# Exercise description
Consider the records below. How many of their lines include the word "ktxarray"? State the number and nothing else.

Dataset extract START

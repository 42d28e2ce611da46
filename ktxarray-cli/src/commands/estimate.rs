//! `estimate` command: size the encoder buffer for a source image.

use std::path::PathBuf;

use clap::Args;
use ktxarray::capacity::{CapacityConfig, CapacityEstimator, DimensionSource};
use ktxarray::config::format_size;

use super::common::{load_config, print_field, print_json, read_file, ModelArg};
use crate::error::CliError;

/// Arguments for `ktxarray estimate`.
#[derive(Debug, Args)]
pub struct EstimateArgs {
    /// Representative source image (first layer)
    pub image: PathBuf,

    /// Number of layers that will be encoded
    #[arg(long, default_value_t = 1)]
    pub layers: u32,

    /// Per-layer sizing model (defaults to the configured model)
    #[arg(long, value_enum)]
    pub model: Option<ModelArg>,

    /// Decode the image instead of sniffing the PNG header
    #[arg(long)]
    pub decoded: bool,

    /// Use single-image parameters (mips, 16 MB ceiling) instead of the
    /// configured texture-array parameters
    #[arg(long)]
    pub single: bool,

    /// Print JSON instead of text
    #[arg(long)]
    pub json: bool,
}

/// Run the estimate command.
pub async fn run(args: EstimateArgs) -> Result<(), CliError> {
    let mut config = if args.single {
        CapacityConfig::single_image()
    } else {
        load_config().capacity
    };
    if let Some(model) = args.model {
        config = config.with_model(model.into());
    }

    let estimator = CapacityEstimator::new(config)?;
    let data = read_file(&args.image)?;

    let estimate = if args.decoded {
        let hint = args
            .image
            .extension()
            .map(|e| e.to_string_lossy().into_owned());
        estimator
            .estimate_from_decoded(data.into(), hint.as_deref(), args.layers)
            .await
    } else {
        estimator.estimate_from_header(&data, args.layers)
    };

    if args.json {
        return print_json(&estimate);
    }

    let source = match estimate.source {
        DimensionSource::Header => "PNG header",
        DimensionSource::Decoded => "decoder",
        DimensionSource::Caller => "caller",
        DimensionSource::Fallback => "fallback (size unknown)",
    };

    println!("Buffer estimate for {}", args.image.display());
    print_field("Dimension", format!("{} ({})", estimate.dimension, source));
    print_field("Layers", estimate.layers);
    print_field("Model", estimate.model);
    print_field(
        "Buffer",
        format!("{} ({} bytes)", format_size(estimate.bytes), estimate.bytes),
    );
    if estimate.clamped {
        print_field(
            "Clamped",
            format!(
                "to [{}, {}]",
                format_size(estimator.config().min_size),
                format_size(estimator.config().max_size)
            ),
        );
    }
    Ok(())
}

Dataset extract END

# Reply to the task
4